日本外交の良い意味での変節を分析・解説してきた当ブログでも、「安倍ロス」は大きく、何度か同じような記事をエントリーしている。

今回は、安倍外交の本質を的確に分析していた著名人のコメントと、あらためて安倍氏の死が世界に与えたインパクトをまとめてみたい。

安倍元首相が我が国にとっていかに重要な人物であったかをアメリカ人は理解するべきだ by ボルトン

ジョン・ボルトンといえば、かつて国連大使を務め、トランプ前大統領の補佐官も務め、ネオコンの大物として「死神」とも恐れられる人物だ。

しかし、そんな強硬なイメージとは裏腹に、世界戦略の分析は極めて冷静であり、知日派としての一面も覗かせている。

ボルトン氏のコメントが最も的をついているように思ったので、第一に取り上げさせてもらおうと思った。

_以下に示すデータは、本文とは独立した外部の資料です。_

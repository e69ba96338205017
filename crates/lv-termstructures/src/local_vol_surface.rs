//! `LocalVolatilityField`: Dupire local volatility from a total-variance
//! surface.
//!
//! With `w = w(k, T)` the total implied variance at log-moneyness
//! `k = ln(K/F(T))`, the local variance is
//!
//! ```text
//!                         ∂w/∂T
//! σ²(K,T) = ───────────────────────────────────────────────────────────
//!           1 − (k/w)·∂w/∂k + ¼·(−¼ − 1/w + c·k²/w²)·(∂w/∂k)² + ½·∂²w/∂k²
//! ```
//!
//! with `c = 0` for [`DupireDenominator::Reduced`] (the default) and `c = 1`
//! for [`DupireDenominator::Gatheral`].  `∂w/∂T` and `∂w/∂k` are the
//! surface's analytic partials.  `∂²w/∂k²` is the centred difference
//! `(w(K·e^δ) − 2w(K) + w(K·e^−δ)) / δ²` on the same total-variance query.
//!
//! # Numerical floors
//!
//! Three floors keep every query finite on a badly fitted surface:
//!
//! * a total variance `w ≤ 0` is raised to `eps` before it divides `k` and 1,
//! * the denominator is raised to `eps`,
//! * a negative local variance is raised to zero.
//!
//! A strike `K ≤ 0` has no log-moneyness; the local variance there is zero,
//! so a price level that reaches zero stays there.
//!
//! They are safety clamps, not model features.  Each activation is counted
//! (see [`LocalVolatilityField::clamp_stats`]) and logged at `trace` level.
//! Non-finite values are not clamped; they reach the caller, which decides
//! whether they are fatal.

use std::sync::Arc;

use lv_core::settings::{DEFAULT_DENOMINATOR_FLOOR, DEFAULT_FD_STEP};
use lv_core::{
    require, ClampCounters, ClampKind, ClampStats, Error, NumericalClampEvent, Real, Result,
    Time, Volatility,
};

use crate::variance_surface::{VarianceSlice, VarianceSurface};

/// Form of the Dupire denominator.
#[derive(Debug, Clone, Copy, Default, PartialEq, Eq)]
pub enum DupireDenominator {
    /// `1 − (k/w)·w' + ¼·(−¼ − 1/w)·w'² + ½·w''`.
    #[default]
    Reduced,
    /// The reduced form plus `¼·(k²/w²)·w'²` (Gatheral, *The Volatility
    /// Surface*, eq. 1.10).
    Gatheral,
}

/// Local volatility field over (strike or spot level, time).
#[derive(Debug)]
pub struct LocalVolatilityField {
    surface: Arc<VarianceSurface>,
    fd_step: Real,
    eps: Real,
    denominator: DupireDenominator,
    clamps: ClampCounters,
}

impl LocalVolatilityField {
    /// Field over `surface` with the default step (`1e-4`), floor (`1e-6`)
    /// and denominator.
    pub fn new(surface: Arc<VarianceSurface>) -> Self {
        Self {
            surface,
            fd_step: DEFAULT_FD_STEP,
            eps: DEFAULT_DENOMINATOR_FLOOR,
            denominator: DupireDenominator::default(),
            clamps: ClampCounters::new(),
        }
    }

    /// Set the log-moneyness step of the second difference.
    ///
    /// # Errors
    /// [`Error::InvalidArgument`] unless `fd_step` is positive and finite.
    pub fn with_fd_step(mut self, fd_step: Real) -> Result<Self> {
        require!(
            fd_step.is_finite() && fd_step > 0.0,
            Error::InvalidArgument,
            "fd_step must be positive and finite, got {fd_step}"
        );
        self.fd_step = fd_step;
        Ok(self)
    }

    /// Set the denominator / total-variance floor.
    ///
    /// # Errors
    /// [`Error::InvalidArgument`] unless `eps` is positive and finite.
    pub fn with_eps(mut self, eps: Real) -> Result<Self> {
        require!(
            eps.is_finite() && eps > 0.0,
            Error::InvalidArgument,
            "eps must be positive and finite, got {eps}"
        );
        self.eps = eps;
        Ok(self)
    }

    /// Select the denominator form.
    pub fn with_denominator(mut self, denominator: DupireDenominator) -> Self {
        self.denominator = denominator;
        self
    }

    /// The underlying total-variance surface.
    pub fn surface(&self) -> &Arc<VarianceSurface> {
        &self.surface
    }

    /// Step `δ` of the second difference.
    pub fn fd_step(&self) -> Real {
        self.fd_step
    }

    /// Floor `eps`.
    pub fn eps(&self) -> Real {
        self.eps
    }

    /// Denominator form.
    pub fn denominator(&self) -> DupireDenominator {
        self.denominator
    }

    /// The field at time `t`, ready for many strike queries.
    pub fn slice(&self, t: Time) -> LocalVolSlice<'_> {
        LocalVolSlice {
            field: self,
            variance: self.surface.slice(t),
            up: self.fd_step.exp(),
            down: (-self.fd_step).exp(),
        }
    }

    /// Local variance at `(strike, t)`.
    pub fn local_variance(&self, strike: Real, t: Time) -> Real {
        self.slice(t).local_variance(strike)
    }

    /// Local volatility at `(strike, t)`.
    pub fn local_vol(&self, strike: Real, t: Time) -> Volatility {
        self.local_variance(strike, t).sqrt()
    }

    /// Local variances at each of `strikes` for one time.
    pub fn local_variances(&self, strikes: &[Real], t: Time) -> Vec<Real> {
        let slice = self.slice(t);
        strikes.iter().map(|&k| slice.local_variance(k)).collect()
    }

    /// Local vols at each of `strikes` for one time.
    pub fn local_vols(&self, strikes: &[Real], t: Time) -> Vec<Volatility> {
        let slice = self.slice(t);
        strikes.iter().map(|&k| slice.local_vol(k)).collect()
    }

    /// Local vols at the points `(strikes[i], times[i])`.
    ///
    /// # Errors
    /// [`Error::InvalidArgument`] if the slices differ in length.
    pub fn local_vols_at(&self, strikes: &[Real], times: &[Time]) -> Result<Vec<Volatility>> {
        require!(
            strikes.len() == times.len(),
            Error::InvalidArgument,
            "{} strikes but {} times",
            strikes.len(),
            times.len()
        );
        Ok(strikes
            .iter()
            .zip(times.iter())
            .map(|(&k, &t)| self.local_vol(k, t))
            .collect())
    }

    /// Write the local vol at each of `strikes` for time `t` into `out`.
    ///
    /// # Errors
    /// [`Error::InvalidArgument`] if `out` and `strikes` differ in length.
    pub fn local_vols_into(&self, strikes: &[Real], t: Time, out: &mut [Volatility]) -> Result<()> {
        require!(
            strikes.len() == out.len(),
            Error::InvalidArgument,
            "{} strikes but output holds {}",
            strikes.len(),
            out.len()
        );
        self.slice(t).local_vols_into(strikes, out);
        Ok(())
    }

    /// Clamp activations since construction or the last reset.
    pub fn clamp_stats(&self) -> ClampStats {
        self.clamps.snapshot()
    }

    /// Zero the clamp counters.
    pub fn reset_clamp_stats(&self) {
        self.clamps.reset();
    }
}

/// A [`LocalVolatilityField`] at a fixed time.
#[derive(Debug, Clone)]
pub struct LocalVolSlice<'a> {
    field: &'a LocalVolatilityField,
    variance: VarianceSlice<'a>,
    up: Real,
    down: Real,
}

impl LocalVolSlice<'_> {
    /// The slice time.
    pub fn time(&self) -> Time {
        self.variance.maturity()
    }

    /// Local variance at `strike`; zero for `strike ≤ 0`.
    pub fn local_variance(&self, strike: Real) -> Real {
        if strike <= 0.0 {
            self.clamp(ClampKind::Strike, strike, strike);
            return 0.0;
        }
        let field = self.field;
        let eps = field.eps;
        let s = self.variance.evaluate(strike);

        let w_up = self.variance.total_variance(strike * self.up);
        let w_down = self.variance.total_variance(strike * self.down);
        let d2w_dk2 =
            (w_up - 2.0 * s.total_variance + w_down) / (field.fd_step * field.fd_step);

        let mut w = s.total_variance;
        if w <= 0.0 {
            self.clamp(ClampKind::TotalVariance, strike, w);
            w = eps;
        }

        let k = s.log_moneyness;
        let dw_dk = s.dw_dk;
        let skew_term = match field.denominator {
            DupireDenominator::Reduced => -0.25 - 1.0 / w,
            DupireDenominator::Gatheral => -0.25 - 1.0 / w + k * k / (w * w),
        };
        let mut denominator =
            1.0 - k / w * dw_dk + 0.25 * skew_term * dw_dk * dw_dk + 0.5 * d2w_dk2;
        if denominator < eps {
            self.clamp(ClampKind::Denominator, strike, denominator);
            denominator = eps;
        }

        let local_variance = s.dw_dt / denominator;
        if local_variance < 0.0 {
            self.clamp(ClampKind::LocalVariance, strike, local_variance);
            return 0.0;
        }
        local_variance
    }

    /// Local vol at `strike`.
    pub fn local_vol(&self, strike: Real) -> Volatility {
        self.local_variance(strike).sqrt()
    }

    /// Write the local vol at each of `strikes` into `out`, pairwise up to
    /// the shorter of the two.
    pub fn local_vols_into(&self, strikes: &[Real], out: &mut [Volatility]) {
        for (o, &k) in out.iter_mut().zip(strikes.iter()) {
            *o = self.local_vol(k);
        }
    }

    fn clamp(&self, kind: ClampKind, strike: Real, raw: Real) {
        self.field.clamps.record(NumericalClampEvent {
            kind,
            strike,
            maturity: self.variance.maturity(),
            raw,
        });
    }
}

記事冒頭でボルトンは「安倍元首相が我が国にとっていかに重要な人物であったかをアメリカ人は理解するべきだ」とし、その理由として安倍元首相の改憲や防衛力強化への取り組みに言及。「あらゆる『普通の』国と同様に、特に北東アジアという敵対的な地理的条件下で、日本は自国の利益を守る正当な権利があった」と背景を説明し、安倍元首相は「かつては不可能であったこの目標を達成しようと決意し、大きな一歩を踏み出した」と評価している。

上記記事より引用

「安倍元首相が我が国にとっていかに重要な人物であったかをアメリカ人は理解するべきだ」

強硬的な発言の目立つ強面のボルトン氏にここまで言わせるのが、安倍氏の力であった。

さらに、「安倍元首相は、自国の歴史を深く理解していたが、日本と世界の国々が1945年を超えて前進する時であることも見通していた」とし、第二次世界対戦後の再軍備を経て1955年に北大西洋条約機構(NATO)に加盟した旧西ドイツと対比させ「なぜ日本が同じことをしてはいけないのか」、などと問いかけた。

上記記事より引用

「日本と世界の国々が1945年を超えて前進する時であることも見通していた」

この分析に、ボルトン氏の優れた洞察力が見て取れる。すなわち、安倍氏の掲げた「戦後レジームからの脱却」、そのことである。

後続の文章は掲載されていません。